I have an omnistor safari room for the rollout awning on my Tracker EK SE but as the awning is only 2.6 mtrs wide, not very deep and also makes the van very static, I'm looking at purchasing a larger, drive-away awning.

I'v looked at the Movelite XL but I'm a bit dubious on whether it would be tall enough and also whether I'll need to start bolting additional rails/tracks to the van to secure the awning tunnel to the van and then just how 'drive-away' it would be.

Can anyone with such an awning on an EK (preferable SE) give me some advice on a suitable awning and how they attach it to the van while keeping the concept of it being stand-alone/drive away.

Thanks,

David


----------



## JohnsCrossMotorHomes (Jul 21, 2007)

*Re: Drive away awning recommendations wanted for Tracker EK*



duetto96 said:


> I have an omnistor safari room for the rollout awning on my Tracker EK SE but as the awning is only 2.6 mtrs wide, not very deep and also makes the van very static, I'm looking at purchasing a larger, drive-away awning.
> 
> I'v looked at the Movelite XL but I'm a bit dubious on whether it would be tall enough and also whether I'll need to start bolting additional rails/tracks to the van to secure the awning tunnel to the van and then just how 'drive-away' it would be.
> 
> ...


Hi David,

If you phone Darren or John, they can give you chapter and verse on the options for all drive away awnings.

Regards

Peter


----------



## 98316 (Mar 25, 2006)

We use the Kyham Motordome Excelsior.

It comes in two sizes depending on the height of your MH, it is a 'pop up' awning and is brilliant. I did a product review on it which may be useful. You will also find plenty of posts on here relating to it.
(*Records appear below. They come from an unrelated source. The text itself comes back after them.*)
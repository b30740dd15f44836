//! Test harness for isolated pipeline runs.

#![allow(dead_code)]

use std::path::PathBuf;
use std::sync::Arc;

use chrono::{Duration, Utc};
use tempfile::TempDir;

use bookpipe::config::RetrySettings;
use bookpipe::db::Database;
use bookpipe::session::KvSessionStore;
use bookpipe::{
    ExternalSession, PipelineError, PipelineOrchestrator, SessionStore, Settings, StageOutcome,
    StageStart,
};

use super::backend::ScriptedBackend;

pub const ACCOUNT: &str = "author@example.com";

/// Settings with no waiting anywhere: zero retry intervals, no settle delay
/// and no periodic sync.
pub fn fast_settings() -> Settings {
    let fast = RetrySettings {
        interval_ms: 0,
        max_attempts: 2,
        max_interval_ms: None,
    };
    let mut settings = Settings::default();
    settings.probe = fast.clone();
    settings.retry = fast;
    settings.sync.settle_delay_ms = 0;
    settings.sync.interval_secs = 0;
    settings
}

/// An orchestrator over a database file in its own temporary directory.
pub struct TestHarness {
    temp_dir: TempDir,
    pub db_path: PathBuf,
    pub backend: Arc<ScriptedBackend>,
    pub settings: Settings,
}

impl TestHarness {
    pub fn new() -> Self {
        let temp_dir = TempDir::new().expect("Failed to create temp dir");
        let db_path = temp_dir.path().join("bookpipe.db");
        Self {
            temp_dir,
            db_path,
            backend: ScriptedBackend::new(),
            settings: fast_settings(),
        }
    }

    pub fn database(&self) -> Database {
        Database::open(&self.db_path).expect("Failed to open database")
    }

    /// Persists a session that is trusted until `expires_in` from now.
    pub fn persist_session(&self, expires_in: Duration) {
        let now = Utc::now();
        let session = ExternalSession {
            is_connected: true,
            email: Some(ACCOUNT.to_string()),
            last_connected: now - Duration::hours(1),
            expires_at: now + expires_in,
        };
        KvSessionStore::new(self.database())
            .set(&session)
            .expect("Failed to persist session");
    }

    /// Opens a fresh orchestrator over the harness database, as a restarted
    /// application would.
    pub fn orchestrator(&self) -> PipelineOrchestrator {
        PipelineOrchestrator::with_api(&self.settings, self.backend.clone(), Some(self.database()))
            .expect("Failed to build orchestrator")
    }

    /// An orchestrator with a trusted session already persisted.
    pub fn connected(&self) -> PipelineOrchestrator {
        self.persist_session(Duration::hours(24));
        self.orchestrator()
    }
}

/// Waits for a stage that must have started.
pub async fn finish(start: Result<StageStart, PipelineError>) -> StageOutcome {
    start
        .expect("stage request should be accepted")
        .task()
        .expect("stage should start")
        .wait()
        .await
}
http://www.motorhomefacts.com/modules.php?name=Product_Reviews&op=show&rid=111

It takes about 10 mins to pop it up and then another 10 to peg it down. Our is 10 ft x 10 ft plus it has a 3 foot porch linking onto the MH. We use a J-rail which we had fitted to the MH but it can also be fitted using suction hooks.

It is very stable and makes a great additional living space with side flaps that open outwards on one side, a large window on another and a door and small window on the third side. It takes about 10 mins to fold down and pack away and comes with a very generous bag to keep it in.

We purchased it as we wanted something easy to put up and this certainly is. It can be done by just one person if needs be but is quicker with two. You just unfold the legs, they are already threaded through the fabric so no fiddling about trying to thread them etc. It seems quite sturdy and we use it regularly and have had no problems of complaints.

The smaller version is called a Kyham Motordome Classic and is shorter in height


----------